To do: In full and without alteration, print the entries.
== Exercise material
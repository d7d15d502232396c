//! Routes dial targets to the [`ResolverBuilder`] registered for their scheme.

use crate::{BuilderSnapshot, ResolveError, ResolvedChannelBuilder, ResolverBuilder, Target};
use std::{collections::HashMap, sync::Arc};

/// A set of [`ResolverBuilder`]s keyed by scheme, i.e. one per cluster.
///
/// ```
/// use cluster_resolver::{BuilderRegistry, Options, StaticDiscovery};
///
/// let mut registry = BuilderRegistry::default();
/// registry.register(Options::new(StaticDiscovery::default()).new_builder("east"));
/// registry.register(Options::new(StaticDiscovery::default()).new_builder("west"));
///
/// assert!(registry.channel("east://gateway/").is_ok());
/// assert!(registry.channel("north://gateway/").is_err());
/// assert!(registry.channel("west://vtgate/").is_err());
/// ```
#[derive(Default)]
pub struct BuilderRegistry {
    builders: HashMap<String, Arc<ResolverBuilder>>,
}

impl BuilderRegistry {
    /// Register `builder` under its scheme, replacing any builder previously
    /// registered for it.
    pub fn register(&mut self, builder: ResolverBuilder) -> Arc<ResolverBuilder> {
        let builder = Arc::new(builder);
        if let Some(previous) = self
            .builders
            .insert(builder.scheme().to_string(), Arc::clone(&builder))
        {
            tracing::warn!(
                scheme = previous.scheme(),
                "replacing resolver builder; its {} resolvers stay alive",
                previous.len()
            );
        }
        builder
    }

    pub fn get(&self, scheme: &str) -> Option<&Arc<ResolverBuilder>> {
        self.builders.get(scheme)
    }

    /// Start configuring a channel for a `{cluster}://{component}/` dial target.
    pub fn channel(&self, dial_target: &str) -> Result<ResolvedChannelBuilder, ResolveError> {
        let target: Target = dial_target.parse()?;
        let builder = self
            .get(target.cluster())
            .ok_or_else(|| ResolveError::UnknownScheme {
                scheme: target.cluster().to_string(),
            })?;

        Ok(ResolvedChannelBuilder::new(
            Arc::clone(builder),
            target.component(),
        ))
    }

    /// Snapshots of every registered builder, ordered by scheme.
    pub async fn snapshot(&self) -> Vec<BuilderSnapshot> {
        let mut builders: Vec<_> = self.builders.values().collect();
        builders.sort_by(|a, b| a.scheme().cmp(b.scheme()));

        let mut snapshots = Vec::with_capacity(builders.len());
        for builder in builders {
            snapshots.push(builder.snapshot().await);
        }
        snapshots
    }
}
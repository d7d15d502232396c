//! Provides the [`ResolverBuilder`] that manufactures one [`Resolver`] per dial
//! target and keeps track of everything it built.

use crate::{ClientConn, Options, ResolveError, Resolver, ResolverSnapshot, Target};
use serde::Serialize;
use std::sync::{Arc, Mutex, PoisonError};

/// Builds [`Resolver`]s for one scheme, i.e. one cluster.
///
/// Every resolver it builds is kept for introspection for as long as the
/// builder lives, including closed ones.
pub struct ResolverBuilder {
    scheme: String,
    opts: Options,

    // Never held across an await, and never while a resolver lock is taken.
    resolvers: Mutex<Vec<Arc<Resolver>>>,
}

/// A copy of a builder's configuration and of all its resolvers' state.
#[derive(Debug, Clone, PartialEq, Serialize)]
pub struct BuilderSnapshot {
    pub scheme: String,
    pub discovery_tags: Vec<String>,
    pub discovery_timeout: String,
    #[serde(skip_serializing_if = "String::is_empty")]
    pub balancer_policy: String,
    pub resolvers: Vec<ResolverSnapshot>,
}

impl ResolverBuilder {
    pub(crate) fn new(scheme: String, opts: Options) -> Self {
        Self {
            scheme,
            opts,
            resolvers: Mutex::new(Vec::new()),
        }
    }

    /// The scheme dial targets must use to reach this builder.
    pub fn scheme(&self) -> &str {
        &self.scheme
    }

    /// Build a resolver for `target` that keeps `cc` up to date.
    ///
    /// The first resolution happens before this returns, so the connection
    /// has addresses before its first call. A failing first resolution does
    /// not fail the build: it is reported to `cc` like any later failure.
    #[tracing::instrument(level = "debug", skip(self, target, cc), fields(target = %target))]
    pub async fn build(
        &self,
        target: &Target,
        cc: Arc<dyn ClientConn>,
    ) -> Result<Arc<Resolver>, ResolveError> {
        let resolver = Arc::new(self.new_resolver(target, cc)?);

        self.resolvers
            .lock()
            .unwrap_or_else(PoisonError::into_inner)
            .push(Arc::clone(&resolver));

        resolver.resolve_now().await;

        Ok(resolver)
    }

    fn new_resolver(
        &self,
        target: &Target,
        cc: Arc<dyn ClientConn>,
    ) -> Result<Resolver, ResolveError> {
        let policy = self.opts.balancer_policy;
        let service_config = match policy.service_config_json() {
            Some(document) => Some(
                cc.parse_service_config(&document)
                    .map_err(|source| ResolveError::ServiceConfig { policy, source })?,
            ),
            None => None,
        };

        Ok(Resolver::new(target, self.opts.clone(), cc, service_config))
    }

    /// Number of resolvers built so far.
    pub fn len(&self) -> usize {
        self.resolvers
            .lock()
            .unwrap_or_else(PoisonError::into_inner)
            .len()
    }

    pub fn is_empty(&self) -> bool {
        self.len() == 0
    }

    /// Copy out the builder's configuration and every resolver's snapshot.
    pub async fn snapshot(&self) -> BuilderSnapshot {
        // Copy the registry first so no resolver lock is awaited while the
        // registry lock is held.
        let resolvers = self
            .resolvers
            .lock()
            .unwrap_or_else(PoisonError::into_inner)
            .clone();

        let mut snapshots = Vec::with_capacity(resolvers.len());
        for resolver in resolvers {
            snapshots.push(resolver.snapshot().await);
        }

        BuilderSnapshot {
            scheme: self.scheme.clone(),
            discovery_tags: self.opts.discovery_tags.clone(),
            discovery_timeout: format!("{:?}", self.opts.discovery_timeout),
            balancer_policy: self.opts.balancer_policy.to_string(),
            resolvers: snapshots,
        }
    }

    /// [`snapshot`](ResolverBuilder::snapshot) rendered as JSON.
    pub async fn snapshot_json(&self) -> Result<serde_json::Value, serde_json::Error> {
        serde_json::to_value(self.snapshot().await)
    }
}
====
Result for this task:
repository d7d15d502232396c
//! Routes dial targets to the [`ResolverBuilder`] registered for their scheme.

use crate::{BuilderSnapshot, ResolveError, ResolvedChannelBuilder, ResolverBuilder, Target};
use std::{collections::HashMap, sync::Arc};

/// A set of [`ResolverBuilder`]s keyed by scheme, i.e. one per cluster.
///
/// ```
/// use cluster_resolver::{BuilderRegistry, Options, StaticDiscovery};
///
/// let mut registry = BuilderRegistry::default();
/// registry.register(Options::new(StaticDiscovery::default()).new_builder("east"));
/// registry.register(Options::new(StaticDiscovery::default()).new_builder("west"));
///
/// assert!(registry.channel("east://gateway/").is_ok());
/// assert!(registry.channel("north://gateway/").is_err());
/// assert!(registry.channel("west://vtgate/").is_err());
/// ```
#[derive(Default)]
pub struct BuilderRegistry {
    builders: HashMap<String, Arc<ResolverBuilder>>,
}

impl BuilderRegistry {
    /// Register `builder` under its scheme, replacing any builder previously
    /// registered for it.
    pub fn register(&mut self, builder: ResolverBuilder) -> Arc<ResolverBuilder> {
        let builder = Arc::new(builder);
        if let Some(previous) = self
            .builders
            .insert(builder.scheme().to_string(), Arc::clone(&builder))
        {
            tracing::warn!(
                scheme = previous.scheme(),
                "replacing resolver builder; its {} resolvers stay alive",
                previous.len()
            );
        }
        builder
    }

    pub fn get(&self, scheme: &str) -> Option<&Arc<ResolverBuilder>> {
        self.builders.get(scheme)
    }

    /// Start configuring a channel for a `{cluster}://{component}/` dial target.
    pub fn channel(&self, dial_target: &str) -> Result<ResolvedChannelBuilder, ResolveError> {
        let target: Target = dial_target.parse()?;
        let builder = self
            .get(target.cluster())
            .ok_or_else(|| ResolveError::UnknownScheme {
                scheme: target.cluster().to_string(),
            })?;

        Ok(ResolvedChannelBuilder::new(
            Arc::clone(builder),
            target.component(),
        ))
    }

    /// Snapshots of every registered builder, ordered by scheme.
    pub async fn snapshot(&self) -> Vec<BuilderSnapshot> {
        let mut builders: Vec<_> = self.builders.values().collect();
        builders.sort_by(|a, b| a.scheme().cmp(b.scheme()));

        let mut snapshots = Vec::with_capacity(builders.len());
        for builder in builders {
            snapshots.push(builder.snapshot().await);
        }
        snapshots
    }
}
repository d7d15d502232396c
//! Provides the [`ResolverBuilder`] that manufactures one [`Resolver`] per dial
//! target and keeps track of everything it built.

use crate::{ClientConn, Options, ResolveError, Resolver, ResolverSnapshot, Target};
use serde::Serialize;
use std::sync::{Arc, Mutex, PoisonError};

/// Builds [`Resolver`]s for one scheme, i.e. one cluster.
///
/// Every resolver it builds is kept for introspection for as long as the
/// builder lives, including closed ones.
pub struct ResolverBuilder {
    scheme: String,
    opts: Options,

    // Never held across an await, and never while a resolver lock is taken.
    resolvers: Mutex<Vec<Arc<Resolver>>>,
}

/// A copy of a builder's configuration and of all its resolvers' state.
#[derive(Debug, Clone, PartialEq, Serialize)]
pub struct BuilderSnapshot {
    pub scheme: String,
    pub discovery_tags: Vec<String>,
    pub discovery_timeout: String,
    #[serde(skip_serializing_if = "String::is_empty")]
    pub balancer_policy: String,
    pub resolvers: Vec<ResolverSnapshot>,
}

impl ResolverBuilder {
    pub(crate) fn new(scheme: String, opts: Options) -> Self {
        Self {
            scheme,
            opts,
            resolvers: Mutex::new(Vec::new()),
        }
    }

    /// The scheme dial targets must use to reach this builder.
    pub fn scheme(&self) -> &str {
        &self.scheme
    }

    /// Build a resolver for `target` that keeps `cc` up to date.
    ///
    /// The first resolution happens before this returns, so the connection
    /// has addresses before its first call. A failing first resolution does
    /// not fail the build: it is reported to `cc` like any later failure.
    #[tracing::instrument(level = "debug", skip(self, target, cc), fields(target = %target))]
    pub async fn build(
        &self,
        target: &Target,
        cc: Arc<dyn ClientConn>,
    ) -> Result<Arc<Resolver>, ResolveError> {
        let resolver = Arc::new(self.new_resolver(target, cc)?);

        self.resolvers
            .lock()
            .unwrap_or_else(PoisonError::into_inner)
            .push(Arc::clone(&resolver));

        resolver.resolve_now().await;

        Ok(resolver)
    }

    fn new_resolver(
        &self,
        target: &Target,
        cc: Arc<dyn ClientConn>,
    ) -> Result<Resolver, ResolveError> {
        let policy = self.opts.balancer_policy;
        let service_config = match policy.service_config_json() {
            Some(document) => Some(
                cc.parse_service_config(&document)
                    .map_err(|source| ResolveError::ServiceConfig { policy, source })?,
            ),
            None => None,
        };

        Ok(Resolver::new(target, self.opts.clone(), cc, service_config))
    }

    /// Number of resolvers built so far.
    pub fn len(&self) -> usize {
        self.resolvers
            .lock()
            .unwrap_or_else(PoisonError::into_inner)
            .len()
    }

    pub fn is_empty(&self) -> bool {
        self.len() == 0
    }

    /// Copy out the builder's configuration and every resolver's snapshot.
    pub async fn snapshot(&self) -> BuilderSnapshot {
        // Copy the registry first so no resolver lock is awaited while the
        // registry lock is held.
        let resolvers = self
            .resolvers
            .lock()
            .unwrap_or_else(PoisonError::into_inner)
            .clone();

        let mut snapshots = Vec::with_capacity(resolvers.len());
        for resolver in resolvers {
            snapshots.push(resolver.snapshot().await);
        }

        BuilderSnapshot {
            scheme: self.scheme.clone(),
            discovery_tags: self.opts.discovery_tags.clone(),
            discovery_timeout: format!("{:?}", self.opts.discovery_timeout),
            balancer_policy: self.opts.balancer_policy.to_string(),
            resolvers: snapshots,
        }
    }

    /// [`snapshot`](ResolverBuilder::snapshot) rendered as JSON.
    pub async fn snapshot_json(&self) -> Result<serde_json::Value, serde_json::Error> {
        serde_json::to_value(self.snapshot().await)
    }
}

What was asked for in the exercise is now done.